__Your assignment__
Records appear below. Give all of them again, exactly.

=== The input ===

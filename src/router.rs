//! # Router
//!
//! Pure routing decisions over a static [`NodeTopology`]. The router owns no
//! I/O and no mutable state, so a single instance can be shared by any number
//! of concurrent callers.
//!
//! ## Strategies
//!
//! | Entry point | Pool | Hash | Guarantee |
//! |---|---|---|---|
//! | [`Router::route_signal`], ordering-sensitive context | stable | SHA-256 | same key, same node |
//! | [`Router::route_signal`], any other context | elastic | none (uniform random) | load spreading |
//! | [`Router::route_by_category`] | category lanes | xxh3-64 | same category + key, same lane |
//!
//! Topology problems (empty pools, lanes outside the elastic pool, ...) are
//! rejected by [`Router::new`]; routing itself cannot fail.

use crate::config::TopologyConfig;
use crate::error::ConfigError;
use crate::partitioning::{Partitioner, RandomPartitioner, Sha256Partitioner, Xxh3Partitioner};
use crate::signal::ContextType;
use std::collections::{BTreeMap, HashSet};
use tracing::trace;

/// Identifier of a worker node.
pub type NodeId = String;

/// Category name to lane subset, keyed by lower-cased category name.
#[derive(Debug, Clone, Default, PartialEq)]
pub struct CategoryPartitionMap {
  lanes: BTreeMap<String, Vec<NodeId>>,
}

impl CategoryPartitionMap {
  /// Looks up the lanes of a category, ignoring case.
  pub fn get(&self, category: &str) -> Option<&[NodeId]> {
    self
      .lanes
      .get(&category.to_lowercase())
      .map(Vec::as_slice)
  }
}

/// Validated node topology.
#[derive(Debug, Clone, PartialEq)]
pub struct NodeTopology {
  stable_pool: Vec<NodeId>,
  elastic_pool: Vec<NodeId>,
  categories: CategoryPartitionMap,
}

impl NodeTopology {
  /// Validates a topology configuration.
  ///
  /// # Errors
  ///
  /// Returns a [`ConfigError`] when a pool is empty, a node id is repeated,
  /// the pools overlap, or a category has no lanes, lanes outside the elastic
  /// pool, or a name that collides with another category ignoring case.
  pub fn from_config(config: &TopologyConfig) -> Result<Self, ConfigError> {
    if config.stable_pool.is_empty() {
      return Err(ConfigError::EmptyStablePool);
    }
    if config.elastic_pool.is_empty() {
      return Err(ConfigError::EmptyElasticPool);
    }

    unique_nodes(&config.stable_pool)?;
    let elastic = unique_nodes(&config.elastic_pool)?;
    if let Some(node) = config.stable_pool.iter().find(|n| elastic.contains(n.as_str())) {
      return Err(ConfigError::OverlappingPools(node.clone()));
    }

    let mut lanes = BTreeMap::new();
    for (category, members) in &config.categories {
      if members.is_empty() {
        return Err(ConfigError::EmptyLanes(category.clone()));
      }
      if let Some(node) = members.iter().find(|n| !elastic.contains(n.as_str())) {
        return Err(ConfigError::ForeignLane {
          category: category.clone(),
          node: node.clone(),
        });
      }
      unique_nodes(members)?;
      if lanes
        .insert(category.to_lowercase(), members.clone())
        .is_some()
      {
        return Err(ConfigError::DuplicateCategory(category.clone()));
      }
    }

    Ok(Self {
      stable_pool: config.stable_pool.clone(),
      elastic_pool: config.elastic_pool.clone(),
      categories: CategoryPartitionMap { lanes },
    })
  }

  /// Ordering-sensitive pool.
  pub fn stable_pool(&self) -> &[NodeId] {
    &self.stable_pool
  }

  /// Throughput pool.
  pub fn elastic_pool(&self) -> &[NodeId] {
    &self.elastic_pool
  }

  /// Category lanes.
  pub fn categories(&self) -> &CategoryPartitionMap {
    &self.categories
  }
}

fn unique_nodes(nodes: &[NodeId]) -> Result<HashSet<&str>, ConfigError> {
  let mut seen = HashSet::with_capacity(nodes.len());
  for node in nodes {
    if !seen.insert(node.as_str()) {
      return Err(ConfigError::DuplicateNode(node.clone()));
    }
  }
  Ok(seen)
}

/// Maps signals to node identifiers.
pub struct Router {
  topology: NodeTopology,
  interlock: Sha256Partitioner,
  spread: RandomPartitioner,
  lanes: Xxh3Partitioner,
}

impl Router {
  /// Builds a router, validating the topology.
  ///
  /// # Errors
  ///
  /// See [`NodeTopology::from_config`].
  pub fn new(config: &TopologyConfig) -> Result<Self, ConfigError> {
    Ok(Self::with_topology(NodeTopology::from_config(config)?))
  }

  /// Builds a router over an already validated topology.
  pub fn with_topology(topology: NodeTopology) -> Self {
    Self {
      topology,
      interlock: Sha256Partitioner::new(),
      spread: RandomPartitioner::new(),
      lanes: Xxh3Partitioner::new(),
    }
  }

  /// Picks a node for a signal based on its context type.
  ///
  /// Ordering-sensitive contexts are pinned to a stable-pool node by affinity
  /// key; all others get a random elastic-pool node.
  pub fn route_signal(&self, context_type: &ContextType, affinity_key: &str) -> &str {
    let node = if context_type.is_ordering_sensitive() {
      self.temporal_interlock(affinity_key)
    } else {
      self.structural_partition()
    };
    trace!(context = %context_type, affinity_key, node, "Routed signal");
    node
  }

  /// Picks a lane of `category` for `affinity_key`.
  ///
  /// Unknown categories use the whole elastic pool.
  pub fn route_by_category(&self, category: &str, affinity_key: &str) -> &str {
    let lanes = self.lanes_for(category);
    let node = &lanes[self.lanes.partition(affinity_key, lanes.len())];
    trace!(category, affinity_key, node = %node, "Routed signal by category");
    node
  }

  /// Lane subset used for `category`.
  pub fn lanes_for(&self, category: &str) -> &[NodeId] {
    self
      .topology
      .categories
      .get(category)
      .unwrap_or(self.topology.elastic_pool.as_slice())
  }

  /// The validated topology.
  pub fn topology(&self) -> &NodeTopology {
    &self.topology
  }

  fn temporal_interlock(&self, affinity_key: &str) -> &str {
    let pool = &self.topology.stable_pool;
    &pool[self.interlock.partition(affinity_key, pool.len())]
  }

  fn structural_partition(&self) -> &str {
    let pool = &self.topology.elastic_pool;
    &pool[self.spread.partition("", pool.len())]
  }
}

impl std::fmt::Debug for Router {
  fn fmt(&self, f: &mut std::fmt::Formatter<'_>) -> std::fmt::Result {
    f.debug_struct("Router")
      .field("topology", &self.topology)
      .finish()
  }
}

===

__Answer__
filename src/router.rs
//! # Router
//!
//! Pure routing decisions over a static [`NodeTopology`]. The router owns no
//! I/O and no mutable state, so a single instance can be shared by any number
//! of concurrent callers.
//!
//! ## Strategies
//!
//! | Entry point | Pool | Hash | Guarantee |
//! |---|---|---|---|
//! | [`Router::route_signal`], ordering-sensitive context | stable | SHA-256 | same key, same node |
//! | [`Router::route_signal`], any other context | elastic | none (uniform random) | load spreading |
//! | [`Router::route_by_category`] | category lanes | xxh3-64 | same category + key, same lane |
//!
//! Topology problems (empty pools, lanes outside the elastic pool, ...) are
//! rejected by [`Router::new`]; routing itself cannot fail.

use crate::config::TopologyConfig;
use crate::error::ConfigError;
use crate::partitioning::{Partitioner, RandomPartitioner, Sha256Partitioner, Xxh3Partitioner};
use crate::signal::ContextType;
use std::collections::{BTreeMap, HashSet};
use tracing::trace;

/// Identifier of a worker node.
pub type NodeId = String;

/// Category name to lane subset, keyed by lower-cased category name.
#[derive(Debug, Clone, Default, PartialEq)]
pub struct CategoryPartitionMap {
  lanes: BTreeMap<String, Vec<NodeId>>,
}

impl CategoryPartitionMap {
  /// Looks up the lanes of a category, ignoring case.
  pub fn get(&self, category: &str) -> Option<&[NodeId]> {
    self
      .lanes
      .get(&category.to_lowercase())
      .map(Vec::as_slice)
  }
}

/// Validated node topology.
#[derive(Debug, Clone, PartialEq)]
pub struct NodeTopology {
  stable_pool: Vec<NodeId>,
  elastic_pool: Vec<NodeId>,
  categories: CategoryPartitionMap,
}

impl NodeTopology {
  /// Validates a topology configuration.
  ///
  /// # Errors
  ///
  /// Returns a [`ConfigError`] when a pool is empty, a node id is repeated,
  /// the pools overlap, or a category has no lanes, lanes outside the elastic
  /// pool, or a name that collides with another category ignoring case.
  pub fn from_config(config: &TopologyConfig) -> Result<Self, ConfigError> {
    if config.stable_pool.is_empty() {
      return Err(ConfigError::EmptyStablePool);
    }
    if config.elastic_pool.is_empty() {
      return Err(ConfigError::EmptyElasticPool);
    }

    unique_nodes(&config.stable_pool)?;
    let elastic = unique_nodes(&config.elastic_pool)?;
    if let Some(node) = config.stable_pool.iter().find(|n| elastic.contains(n.as_str())) {
      return Err(ConfigError::OverlappingPools(node.clone()));
    }

    let mut lanes = BTreeMap::new();
    for (category, members) in &config.categories {
      if members.is_empty() {
        return Err(ConfigError::EmptyLanes(category.clone()));
      }
      if let Some(node) = members.iter().find(|n| !elastic.contains(n.as_str())) {
        return Err(ConfigError::ForeignLane {
          category: category.clone(),
          node: node.clone(),
        });
      }
      unique_nodes(members)?;
      if lanes
        .insert(category.to_lowercase(), members.clone())
        .is_some()
      {
        return Err(ConfigError::DuplicateCategory(category.clone()));
      }
    }

    Ok(Self {
      stable_pool: config.stable_pool.clone(),
      elastic_pool: config.elastic_pool.clone(),
      categories: CategoryPartitionMap { lanes },
    })
  }

  /// Ordering-sensitive pool.
  pub fn stable_pool(&self) -> &[NodeId] {
    &self.stable_pool
  }

  /// Throughput pool.
  pub fn elastic_pool(&self) -> &[NodeId] {
    &self.elastic_pool
  }

  /// Category lanes.
  pub fn categories(&self) -> &CategoryPartitionMap {
    &self.categories
  }
}

fn unique_nodes(nodes: &[NodeId]) -> Result<HashSet<&str>, ConfigError> {
  let mut seen = HashSet::with_capacity(nodes.len());
  for node in nodes {
    if !seen.insert(node.as_str()) {
      return Err(ConfigError::DuplicateNode(node.clone()));
    }
  }
  Ok(seen)
}

/// Maps signals to node identifiers.
pub struct Router {
  topology: NodeTopology,
  interlock: Sha256Partitioner,
  spread: RandomPartitioner,
  lanes: Xxh3Partitioner,
}

impl Router {
  /// Builds a router, validating the topology.
  ///
  /// # Errors
  ///
  /// See [`NodeTopology::from_config`].
  pub fn new(config: &TopologyConfig) -> Result<Self, ConfigError> {
    Ok(Self::with_topology(NodeTopology::from_config(config)?))
  }

  /// Builds a router over an already validated topology.
  pub fn with_topology(topology: NodeTopology) -> Self {
    Self {
      topology,
      interlock: Sha256Partitioner::new(),
      spread: RandomPartitioner::new(),
      lanes: Xxh3Partitioner::new(),
    }
  }

  /// Picks a node for a signal based on its context type.
  ///
  /// Ordering-sensitive contexts are pinned to a stable-pool node by affinity
  /// key; all others get a random elastic-pool node.
  pub fn route_signal(&self, context_type: &ContextType, affinity_key: &str) -> &str {
    let node = if context_type.is_ordering_sensitive() {
      self.temporal_interlock(affinity_key)
    } else {
      self.structural_partition()
    };
    trace!(context = %context_type, affinity_key, node, "Routed signal");
    node
  }

  /// Picks a lane of `category` for `affinity_key`.
  ///
  /// Unknown categories use the whole elastic pool.
  pub fn route_by_category(&self, category: &str, affinity_key: &str) -> &str {
    let lanes = self.lanes_for(category);
    let node = &lanes[self.lanes.partition(affinity_key, lanes.len())];
    trace!(category, affinity_key, node = %node, "Routed signal by category");
    node
  }

  /// Lane subset used for `category`.
  pub fn lanes_for(&self, category: &str) -> &[NodeId] {
    self
      .topology
      .categories
      .get(category)
      .unwrap_or(self.topology.elastic_pool.as_slice())
  }

  /// The validated topology.
  pub fn topology(&self) -> &NodeTopology {
    &self.topology
  }

  fn temporal_interlock(&self, affinity_key: &str) -> &str {
    let pool = &self.topology.stable_pool;
    &pool[self.interlock.partition(affinity_key, pool.len())]
  }

  fn structural_partition(&self) -> &str {
    let pool = &self.topology.elastic_pool;
    &pool[self.spread.partition("", pool.len())]
  }
}

impl std::fmt::Debug for Router {
  fn fmt(&self, f: &mut std::fmt::Formatter<'_>) -> std::fmt::Result {
    f.debug_struct("Router")
      .field("topology", &self.topology)
      .finish()
  }
}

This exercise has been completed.